Shiro Kuramata, emblème du design postmoderne japonais

©Lieven Van Melckebeke
Sur la scène design internationale, l’école japonaise occupe une place de choix et Shiro Kuramata en est incontestablement l’une des figures de proue. Adepte du minimalisme poétique, le designer est réputé pour avoir essayé tout au long de sa carrière de se “libérer de la gravité”.
Après des études en architecture au sein de l’université de Tokyo et de design dans la prestigieuse école de design Kuwasawa – connue pour son enseignement des théories du design occidental- Kuramata décide de créer en 1965 le “Kuramata Design Office”. Un atelier personnel où il conçoit l’épure souple et les formes délicates de ses meubles. À 31 ans seulement, l’artiste se lance pour défi de repousser les limites de la matérialité en conjuguant minimalisme et fonctionnalité. Tout en explorant les frontières entre la lumière naturelle et la lumière artificielle.
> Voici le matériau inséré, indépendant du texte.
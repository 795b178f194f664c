//! Database connection pool management

use sqlx::postgres::{PgPool, PgPoolOptions};
use std::time::Duration;
use tracing::info;

use crate::error::DatabaseError;

/// Type alias for the PostgreSQL connection pool
pub type DatabasePool = PgPool;

/// Connection pool settings
///
/// ```rust
/// use infra_db::DatabaseConfig;
/// use std::time::Duration;
///
/// let config = DatabaseConfig::new("postgres://localhost/brickbook")
///     .max_connections(20)
///     .connect_timeout(Duration::from_secs(5));
/// assert_eq!(config.max_connections, 20);
/// ```
#[derive(Debug, Clone)]
pub struct DatabaseConfig {
    pub url: String,
    pub max_connections: u32,
    pub min_connections: u32,
    /// How long `acquire` waits for a free connection
    pub connect_timeout: Duration,
    pub max_lifetime: Duration,
    pub idle_timeout: Duration,
}

impl DatabaseConfig {
    pub fn new(url: impl Into<String>) -> Self {
        Self {
            url: url.into(),
            max_connections: 10,
            min_connections: 1,
            connect_timeout: Duration::from_secs(10),
            max_lifetime: Duration::from_secs(30 * 60),
            idle_timeout: Duration::from_secs(10 * 60),
        }
    }

    pub fn max_connections(mut self, max: u32) -> Self {
        self.max_connections = max;
        self
    }

    pub fn min_connections(mut self, min: u32) -> Self {
        self.min_connections = min;
        self
    }

    pub fn connect_timeout(mut self, timeout: Duration) -> Self {
        self.connect_timeout = timeout;
        self
    }

    pub fn max_lifetime(mut self, lifetime: Duration) -> Self {
        self.max_lifetime = lifetime;
        self
    }

    pub fn idle_timeout(mut self, timeout: Duration) -> Self {
        self.idle_timeout = timeout;
        self
    }
}

impl Default for DatabaseConfig {
    fn default() -> Self {
        Self::new("postgres://localhost/brickbook")
    }
}

/// Opens a pool and verifies the server answers
pub async fn create_pool(config: DatabaseConfig) -> Result<DatabasePool, DatabaseError> {
    info!(
        max_connections = config.max_connections,
        min_connections = config.min_connections,
        "Creating database pool"
    );

    let pool = PgPoolOptions::new()
        .max_connections(config.max_connections)
        .min_connections(config.min_connections)
        .acquire_timeout(config.connect_timeout)
        .max_lifetime(config.max_lifetime)
        .idle_timeout(config.idle_timeout)
        .connect(&config.url)
        .await
        .map_err(|e| DatabaseError::ConnectionFailed(e.to_string()))?;

    ping(&pool).await?;
    info!("Database pool ready");
    Ok(pool)
}

pub async fn create_pool_from_url(url: &str) -> Result<DatabasePool, DatabaseError> {
    create_pool(DatabaseConfig::new(url)).await
}

/// Round-trips `SELECT 1`
pub async fn ping(pool: &DatabasePool) -> Result<(), DatabaseError> {
    sqlx::query_scalar::<_, i32>("SELECT 1")
        .fetch_one(pool)
        .await
        .map_err(|e| DatabaseError::ConnectionFailed(e.to_string()))?;
    Ok(())
}

/// Applies the SQL files under `migrations/`
pub async fn run_migrations(pool: &DatabasePool) -> Result<(), DatabaseError> {
    sqlx::migrate!("../../migrations").run(pool).await?;
    info!("Database migrations applied");
    Ok(())
}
C’est au sein du Kuramata Design Office qu’il conçoit le “revolving cabinet”, un système de boîtes de rangement en accordéon et tournant. Il y réalise également l’emblématique siège “How High The Moon”, un fauteuil club en résille métallique, et la fameuse chaise “Miss Blanche”, pensée à base de Plexiglas transparent et incrustée de roses. Impossible enfin de ne pas mentionner la “Glass Chair” – soit la chaise en verre – qui témoigne de l’apogée de ses recherches relatives à l’immatérialité.

L’univers surprenant et unique de Kuramata attire alors l’attention du célèbre Ettore Sottsass, son maître spirituel, qui lui propose une collaboration. Très vite, le designer japonais intègre le Groupe Memphis, fondé à Milan en 1980 par Ettore Sottsass lui-même. Ce joyeux mouvement apparaît comme une nouvelle ère pour le design. Il s’oriente davantage sur la mode et les courants artistiques internationaux tels que le Pop Art. Ses nombreuses couleurs, motifs et formes déstabilisent complètement le design post-Bauhaus, beaucoup plus austère et qui privilégie l’aspect fonctionnel du meuble plutôt que son esthétique. Sottsass, Kuramata et les autres vont alors repenser les fondements mêmes du design, en s’orientant vers des créations plus fantaisistes.
Les années 80 propulsent d’ailleurs Shiro Kuramata au summum de la gloire. C’est au cours de cette décennie qu’il dessine la table Kyoto (1983) en ciment et verre ainsi que la table Sally (1987), en métal et mosaïque de verre. De quoi se faire remarquer par le créateur Issey Miyake, qui le nomme architecte d’intérieur de ses premières boutiques. De là, s’en suit une collaboration au long cours puisque Kuramata décorera plus d’une centaine de boutiques du créateur de mode japonais. Enfin, en 1988, le designer décide de s’installer à Paris et d’y ouvrir un nouvel atelier.
Conceptuel et poète, Shiro Kuramata insuffle une nouvelle énergie au design contemporain. Son style à la fois épuré et ludique mêle l’art à la narration, en racontant des histoires à travers des objets. Réputé pour ses jeux de lumière et de transparence et ses choix audacieux et inhabituels de matières, Kuramata pense le design comme un art à part entière, plus intellectuel et abstrait.
Son talent sera récompensé un an avant sa mort, en 1990, lorsqu’il est fait chevalier des Arts et des Lettres à Paris. Aujourd’hui, il est possible de découvrir quelques-unes de ses oeuvres avant-gardistes au sein du musée des Arts décoratifs de Paris, ainsi qu’au MoMA à New York.